A column in the Washington Post reported that the Pentagon’s special operations chiefs have decided to screen The Battle of Algiers, Gillo Pontecorvo’s 1965 classic film of urban terrorist insurgency, for Pentagon employees. The decision to show Algiers, David Ignatius writes, is “one hopeful sign that the military is thinking creatively and unconventionally about Iraq.”…
The Battle of Algiers was the premier political film of the 1960s. It was studied by the campus left for its lessons in revolutionary-cell organisation and was obligatory viewing for Black Panthers. The first part of the film depicts the campaign of terror launched by the National Liberation Front (FLN, called ‘‘the organisation’’ in the film) against French colonial rule in 1954. The story is built around a criminal-turned-revolutionary known as Ali La Pointe, and it details his political epiphany and his terrorist career. The movie’s second half concerns the reaction by the French military, which consists primarily of a campaign of torture and murder, and focuses on the leader in charge of that campaign, ‘‘Col. Mathieu.’’ Mathieu is by far the best-realised character in the film; his is the only role filled by a professional actor.
From its first release, the film was extremely controversial: When the film was finally shown in France, theaters were bombed. In Italy, viewers were attacked…

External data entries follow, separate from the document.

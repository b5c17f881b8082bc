//! Bounded worker pool
//!
//! A fixed number of workers share one work list. Each worker claims the next
//! item through an atomic cursor and runs the task on it, so at most `workers`
//! tasks are in flight no matter how long the list is.

use std::future::Future;
use std::sync::Arc;
use std::sync::atomic::{AtomicUsize, Ordering};
use tokio::task::JoinSet;
use tracing::{debug, warn};

use super::HarvestError;

/// Outcome counts of a pool run
#[derive(Debug, Clone, Copy, Default, PartialEq, Eq)]
pub struct PoolReport {
    /// Items whose task returned `Ok`
    pub completed: usize,

    /// Items whose task returned an error
    pub failed: usize,

    /// Workers that panicked; their in-flight item is lost
    pub panicked: usize,
}

#[derive(Debug, Default)]
struct WorkerTally {
    completed: usize,
    failed: usize,
}

/// Run `task` over every item with at most `workers` concurrent tasks.
///
/// Task errors are logged and counted; they never stop the other items.
/// Dropping the returned future aborts every worker still running.
pub async fn run_pool<T, F, Fut>(items: Vec<T>, workers: usize, task: F) -> PoolReport
where
    T: Clone + Send + Sync + 'static,
    F: Fn(T) -> Fut + Send + Sync + 'static,
    Fut: Future<Output = Result<(), HarvestError>> + Send + 'static,
{
    let total = items.len();
    let worker_count = workers.max(1).min(total);
    debug!("Starting {} workers for {} items", worker_count, total);

    let items: Arc<[T]> = items.into();
    let cursor = Arc::new(AtomicUsize::new(0));
    let task = Arc::new(task);

    let mut set = JoinSet::new();
    for _ in 0..worker_count {
        let items = items.clone();
        let cursor = cursor.clone();
        let task = task.clone();

        set.spawn(async move {
            let mut tally = WorkerTally::default();
            loop {
                let index = cursor.fetch_add(1, Ordering::Relaxed);
                let Some(item) = items.get(index) else {
                    break;
                };

                match (*task)(item.clone()).await {
                    Ok(()) => tally.completed += 1,
                    Err(e) => {
                        warn!("Work item {} skipped: {}", index, e);
                        tally.failed += 1;
                    }
                }
            }
            tally
        });
    }

    let mut report = PoolReport::default();
    while let Some(result) = set.join_next().await {
        match result {
            Ok(tally) => {
                report.completed += tally.completed;
                report.failed += tally.failed;
            }
            Err(e) => {
                warn!("Worker task failed: {}", e);
                report.panicked += 1;
            }
        }
    }

    report
}
//! Guestbook ingestion pipeline.
//!
//! Submissions are validated, stored durably, and then announced on a queue
//! on a best-effort basis. A separate consumer turns queued events into email
//! notifications.

pub mod config;
pub mod consumer;
pub mod db;
pub mod http;
pub mod mailer;
pub mod model;
pub mod parameters;
pub mod queue;
pub mod relay;
pub mod service;
pub mod validate;
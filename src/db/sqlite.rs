use async_trait::async_trait;
use sqlx::sqlite::{SqliteConnectOptions, SqliteJournalMode, SqlitePoolOptions, SqliteSynchronous};
use sqlx::SqlitePool;
use std::str::FromStr;
use tracing::{info, instrument};

use super::{EntryStore, StorageError};
use crate::model::Entry;

const CREATE_TABLE: &str = "CREATE TABLE IF NOT EXISTS guestbook (
    id INTEGER PRIMARY KEY AUTOINCREMENT,
    name TEXT NOT NULL CHECK (length(name) <= 100),
    message TEXT NOT NULL,
    created_at TEXT NOT NULL DEFAULT (strftime('%Y-%m-%dT%H:%M:%fZ', 'now'))
)";

#[derive(Debug, Clone)]
pub struct SqliteStore {
    pool: SqlitePool,
}

impl SqliteStore {
    pub fn from_pool(pool: SqlitePool) -> Self {
        Self { pool }
    }

    pub async fn connect(database_url: &str) -> Result<Self, StorageError> {
        let in_memory = is_memory_url(database_url);
        let normalized = prepare_sqlite_url(database_url);
        let mut options = SqliteConnectOptions::from_str(&normalized)
            .map_err(StorageError::during("parse sqlite url"))?
            .create_if_missing(true);
        if !in_memory {
            options = options
                .journal_mode(SqliteJournalMode::Wal)
                .synchronous(SqliteSynchronous::Full);
        }
        let pool = pool_options(in_memory)
            .connect_with(options)
            .await
            .map_err(StorageError::during("open sqlite database"))?;
        Ok(Self::from_pool(pool))
    }

    pub fn pool(&self) -> &SqlitePool {
        &self.pool
    }
}

/// Every connection to `:memory:` is its own database, so an in-memory pool
/// holds exactly one connection and never recycles it.
fn pool_options(in_memory: bool) -> SqlitePoolOptions {
    if in_memory {
        SqlitePoolOptions::new()
            .max_connections(1)
            .min_connections(1)
            .idle_timeout(None)
            .max_lifetime(None)
    } else {
        SqlitePoolOptions::new().max_connections(5)
    }
}

fn is_memory_url(url: &str) -> bool {
    url.starts_with("sqlite::memory") || url.contains("mode=memory")
}

/// For file-backed URLs, expand a leading `~/` and ensure the parent directory
/// exists. In-memory URLs pass through untouched.
fn prepare_sqlite_url(url: &str) -> String {
    let Some(rest) = url.strip_prefix("sqlite:") else {
        return url.to_string();
    };
    if is_memory_url(url) {
        return url.to_string();
    }
    let rest = rest.strip_prefix("//").unwrap_or(rest);
    let (path, query) = match rest.split_once('?') {
        Some((p, q)) => (p, Some(q)),
        None => (rest, None),
    };
    if path.is_empty() {
        return url.to_string();
    }

    let path = match (path.strip_prefix("~/"), std::env::var("HOME")) {
        (Some(tail), Ok(home)) => format!("{}/{}", home.trim_end_matches('/'), tail),
        _ => path.to_string(),
    };
    if let Some(parent) = std::path::Path::new(&path).parent() {
        if !parent.as_os_str().is_empty() {
            let _ = std::fs::create_dir_all(parent);
        }
    }

    match query {
        Some(q) => format!("sqlite://{path}?{q}"),
        None => format!("sqlite://{path}"),
    }
}

#[async_trait]
impl EntryStore for SqliteStore {
    #[instrument(skip_all)]
    async fn ensure_schema(&self) -> Result<(), StorageError> {
        sqlx::query(CREATE_TABLE)
            .execute(&self.pool)
            .await
            .map_err(StorageError::during("create guestbook table"))?;
        info!("database initialized");
        Ok(())
    }

    #[instrument(skip_all)]
    async fn insert(&self, name: &str, message: &str) -> Result<Entry, StorageError> {
        sqlx::query_as::<_, Entry>(
            "INSERT INTO guestbook (name, message) VALUES (?, ?) RETURNING id, name, message, created_at",
        )
        .bind(name)
        .bind(message)
        .fetch_one(&self.pool)
        .await
        .map_err(StorageError::during("insert entry"))
    }

    #[instrument(skip_all)]
    async fn list_all(&self) -> Result<Vec<Entry>, StorageError> {
        sqlx::query_as::<_, Entry>(
            "SELECT id, name, message, created_at FROM guestbook ORDER BY created_at DESC, id DESC",
        )
        .fetch_all(&self.pool)
        .await
        .map_err(StorageError::during("list entries"))
    }
}
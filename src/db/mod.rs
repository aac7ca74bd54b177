//! Durable, append-only storage of guestbook entries.
//!
//! - `postgres`: the production backend.
//! - `sqlite`: file or in-memory backend for local runs and tests.
//!
//! Callers work against `EntryStore` and never retry internally.

pub mod postgres;
pub mod sqlite;

use async_trait::async_trait;
use std::sync::Arc;
use thiserror::Error;

use crate::config::DatabaseTarget;
use crate::model::Entry;

pub use postgres::PgStore;
pub use sqlite::SqliteStore;

pub const TABLE: &str = "guestbook";

/// Transport or backend failure, wrapping the underlying driver error.
#[derive(Debug, Error)]
#[error("{op} failed: {source}")]
pub struct StorageError {
    pub op: &'static str,
    #[source]
    pub source: sqlx::Error,
}

impl StorageError {
    pub(crate) fn during(op: &'static str) -> impl FnOnce(sqlx::Error) -> Self {
        move |source| Self { op, source }
    }
}

#[async_trait]
pub trait EntryStore: Send + Sync {
    /// Create the table if absent. Safe to call from several instances at once.
    async fn ensure_schema(&self) -> Result<(), StorageError>;

    /// Durably write one entry and return the stored row, including the
    /// server-assigned `id` and `created_at`.
    async fn insert(&self, name: &str, message: &str) -> Result<Entry, StorageError>;

    /// All entries, newest first. Ties on `created_at` fall back to `id`.
    async fn list_all(&self) -> Result<Vec<Entry>, StorageError>;
}

/// Open the store described by `target` and make sure its table exists.
pub async fn connect(target: &DatabaseTarget) -> Result<Arc<dyn EntryStore>, StorageError> {
    let store: Arc<dyn EntryStore> = match target {
        DatabaseTarget::Url(url) if url.starts_with("sqlite:") => {
            Arc::new(SqliteStore::connect(url).await?)
        }
        DatabaseTarget::Url(url) => Arc::new(PgStore::connect_url(url).await?),
        DatabaseTarget::Postgres {
            host,
            port,
            name,
            user,
            password,
        } => Arc::new(PgStore::connect(host, *port, name, user, password).await?),
    };
    store.ensure_schema().await?;
    Ok(store)
}
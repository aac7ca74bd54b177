use anyhow::{anyhow, Context, Result};
use async_trait::async_trait;
use reqwest::{Client, StatusCode, Url};
use serde::{Deserialize, Serialize};
use std::fmt;
use std::time::Duration;
use tracing::{info, warn};

/// A plain-text message ready to hand to the email transport.
#[derive(Debug, Clone, Serialize, PartialEq, Eq)]
pub struct OutgoingEmail {
    pub from: String,
    pub to: Vec<String>,
    pub subject: String,
    pub text: String,
}

#[async_trait]
pub trait EmailTransport: Send + Sync {
    /// Send one message; returns the provider's message id.
    async fn send(&self, email: &OutgoingEmail) -> Result<String>;
}

/// Client for a JSON mail-sending API authenticated with a bearer token.
#[derive(Clone)]
pub struct HttpMailer {
    http: Client,
    endpoint: Url,
    token: String,
}

impl fmt::Debug for HttpMailer {
    fn fmt(&self, f: &mut fmt::Formatter<'_>) -> fmt::Result {
        f.debug_struct("HttpMailer")
            .field("endpoint", &self.endpoint)
            .finish_non_exhaustive()
    }
}

#[derive(Deserialize)]
struct SendResponse {
    id: String,
}

impl HttpMailer {
    pub fn new(endpoint: &str, token: String) -> Result<Self> {
        let endpoint = Url::parse(endpoint).context("invalid mail API URL")?;
        let http = Client::builder()
            .user_agent(concat!("guestbook/", env!("CARGO_PKG_VERSION")))
            .timeout(Duration::from_secs(30))
            .build()
            .context("failed to build HTTP client")?;
        Ok(Self {
            http,
            endpoint,
            token,
        })
    }

    pub fn build_request(&self, email: &OutgoingEmail) -> Result<reqwest::Request> {
        self.http
            .post(self.endpoint.clone())
            .header("Authorization", format!("Bearer {}", self.token))
            .header("Content-Type", "application/json")
            .json(email)
            .build()
            .context("failed to build mail request")
    }
}

#[async_trait]
impl EmailTransport for HttpMailer {
    async fn send(&self, email: &OutgoingEmail) -> Result<String> {
        let request = self.build_request(email)?;
        let res = self
            .http
            .execute(request)
            .await
            .context("failed to reach mail API")?;

        let status = res.status();
        if status == StatusCode::TOO_MANY_REQUESTS {
            let body = res.text().await.unwrap_or_default();
            warn!(%status, "rate limited by mail API");
            return Err(anyhow!("received 429 from mail API: {}", body));
        }
        if !status.is_success() {
            let body = res.text().await.unwrap_or_default();
            warn!(%status, body = %body, "mail API error");
            return Err(anyhow!("mail API error {}: {}", status, body));
        }

        let payload: SendResponse = res.json().await.context("invalid mail API response JSON")?;
        info!(message_id = %payload.id, "email accepted by mail API");
        Ok(payload.id)
    }
}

At one point Mathieu challenges the hostile French reporters with a question of his own: ‘‘Should France remain in Algeria? If you answer ‘yes,’ you must accept all the necessary consequences.’’ Mathieu might as well be addressing the American military and the American public. Is the United States to remain in the Middle East? If so, what are the ‘‘necessary consequences’’? Do they include working with former members of the Baathist secret police, as recent news stories have suggested? Do they include the night-time invasion of Iraqi homes and the inevitable shooting of innocent civilians? To raise such issues is not necessarily to condemn the continued presence of troops in Iraq; there would be disastrous ‘‘necessary consequences’’ to an American withdrawal, too. But moral compromise, according to the film, was inherent in France’s position in Algeria… to listen to Mathieu is nevertheless to be challenged on whether moral compromise is also inherent in the American role in Iraq.